Изменить стиль страницы
* * *

Когда Адрианыч умер, сняли деревянную ногу и хотели сжечь ее. Распилили пополам — а оттуда стали бабочки вылетать.

Чистосердечный цинизм

Канун Нового года. На почту пришли дуры-гимназистки купить открыточек. Гимназисткам пора замуж. Самые отчаянные преступления на почве любви свершаются в этом возрасте! Они свежи, веселы и здоровы, как нормандские лошади. Считается, что лучшие кормилицы бывают при наступлении поры возмужания, потому что лучшие соки организма накапливаются и ищут выхода. Хохочут, не знают, что писать и кому посылать эти дурацкие открыточки. Их читают с таким же отвращением, с каким писали. Мамаши гимназисток всю жизнь ходят в детях и относятся к открыточкам настолько серьезно, что открыточки заменили им церковь. Раньше скупали индульгенции, теперь ходят в газетный киоск.

Открыточки и правда красивые: развешанные на стене веером, они представляют целую флору ботанического сада. Глянцевитые, лакированные — самых нежных цветов, рассчитанных на уловление дешевых слащавых чувств, — начиная от лилового ириса и кончая огненно-розовым пылом, напоминающим щеку Венеры, — они куда милее сводных картинок! Вот на одной из них изображена живая хвойная ветка в каплях воска. На ветке висит горящая золотая игрушка, в которую можно глядеться, как в самовар. Это плод выдумки немцев, от которых пошли открытки. Для немцев Новый год — ритуальный праздник, на котором они могут даже публично совокупляться, как какие-нибудь хампсы в Египте…

Открыточками торгует бочка сала, в которую превратился тихий и беззащитный евнух, неопрятный и слепой. Он оказался ни на что не способным, не смог даже стать юристом. Его как будто разбудили, вытащили из курятника. Он в роговых очках, сбоку открытый сейф, дающий ему право напускать на себя важность. В сейфе всего тридцать копеек. Он ревностно считает их, словно разглядывает в подзорную трубу светила, и сбивается со счета, требует, чтобы девочки перестали смеяться, обиженно уставясь на них поверх очков, без которых видит лучше.

Девочкам пора замуж.

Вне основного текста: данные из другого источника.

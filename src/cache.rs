// =============================================================================
// cache.rs — THE "WE JUST LOOKED THAT UP" CACHE
// =============================================================================
//
// Maps a normalized tracking value to the last result that won a race for
// it, plus when it was stored. Entries expire after the TTL (30 minutes by
// default), but nobody sweeps them: expiry is checked when an entry is read
// and a stale entry is evicted right there.
//
// An LRU bound sits on top so a very long-lived process that looks up
// thousands of values doesn't grow forever.
//
// Timestamps use tokio's clock so tests can fast-forward half an hour
// without actually waiting for it.
// =============================================================================

use lru::LruCache;
use parking_lot::Mutex;
use std::num::NonZeroUsize;
use std::time::Duration;
use tokio::time::Instant;
use tracing::debug;

use crate::models::TrackingResult;

struct CacheEntry {
    result: TrackingResult,
    stored_at: Instant,
}

pub struct LookupCache {
    entries: Mutex<LruCache<String, CacheEntry>>,
    ttl: Duration,
    stats: CacheStats,
}

struct CacheStats {
    hits: portable_atomic::AtomicU64,
    misses: portable_atomic::AtomicU64,
    expired: portable_atomic::AtomicU64,
    writes: portable_atomic::AtomicU64,
}

impl CacheStats {
    fn new() -> Self {
        Self {
            hits: portable_atomic::AtomicU64::new(0),
            misses: portable_atomic::AtomicU64::new(0),
            expired: portable_atomic::AtomicU64::new(0),
            writes: portable_atomic::AtomicU64::new(0),
        }
    }
}

/// Cache key normalization: `" abcu1234567"` and `"ABCU1234567"` are the
/// same lookup.
pub fn normalize_key(value: &str) -> String {
    value.trim().to_uppercase()
}

impl LookupCache {
    pub fn new(ttl: Duration, capacity: usize) -> Self {
        let capacity = NonZeroUsize::new(capacity).unwrap_or(NonZeroUsize::MIN);
        Self {
            entries: Mutex::new(LruCache::new(capacity)),
            ttl,
            stats: CacheStats::new(),
        }
    }

    /// A non-expired result for `value`, with its original `fetched_at`.
    pub fn get(&self, value: &str) -> Option<TrackingResult> {
        use portable_atomic::Ordering;

        let key = normalize_key(value);
        let mut entries = self.entries.lock();

        let lookup = entries
            .get(&key)
            .map(|entry| (entry.stored_at.elapsed() < self.ttl).then(|| entry.result.clone()));

        let fresh = match lookup {
            Some(Some(result)) => Some(result),
            Some(None) => {
                entries.pop(&key);
                self.stats.expired.fetch_add(1, Ordering::Relaxed);
                debug!(key = %key, "Cache entry expired, evicted on read");
                None
            }
            None => None,
        };

        match &fresh {
            Some(_) => self.stats.hits.fetch_add(1, Ordering::Relaxed),
            None => self.stats.misses.fetch_add(1, Ordering::Relaxed),
        };
        fresh
    }

    /// Store (or replace) the result for `value`.
    pub fn put(&self, value: &str, result: TrackingResult) {
        let key = normalize_key(value);
        self.entries.lock().put(
            key,
            CacheEntry {
                result,
                stored_at: Instant::now(),
            },
        );
        self.stats
            .writes
            .fetch_add(1, portable_atomic::Ordering::Relaxed);
    }

    pub fn len(&self) -> usize {
        self.entries.lock().len()
    }

    pub fn is_empty(&self) -> bool {
        self.len() == 0
    }

    pub fn snapshot(&self) -> CacheSnapshot {
        use portable_atomic::Ordering;
        CacheSnapshot {
            hits: self.stats.hits.load(Ordering::Relaxed),
            misses: self.stats.misses.load(Ordering::Relaxed),
            expired: self.stats.expired.load(Ordering::Relaxed),
            writes: self.stats.writes.load(Ordering::Relaxed),
            entries: self.len(),
        }
    }
}

#[derive(Debug, Clone, serde::Serialize)]
pub struct CacheSnapshot {
    pub hits: u64,
    pub misses: u64,
    pub expired: u64,
    pub writes: u64,
    pub entries: usize,
}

Они не знают, куда девать энергию, так и вертятся, играют крупами и стреляют глазами, вызывающе хохочут, завидев вошедшего военного. Он подошел размашистым шагом, развевая фалдами длинной шинели, к окошку и спросил письмо до востребования. Гимназистки перестали смеяться и навострились, угадав шестым чувством любовную интригу. С какой жадностью во взорах они провожали его, когда он уходил, — словно потеряли упущенную возможность побывать на небе! Прежние кирасиры, волонтеры и господа гусары могли привлечь даму с розой в волосах, как какой-нибудь Эскамильо верхом на быке. Но теперешние солдаты вызывают жалость и неприятное чувство, по поводу которого Бердяев выразился так: «Когда я на улице встречаюсь с военным, у меня портится настроение на весь день».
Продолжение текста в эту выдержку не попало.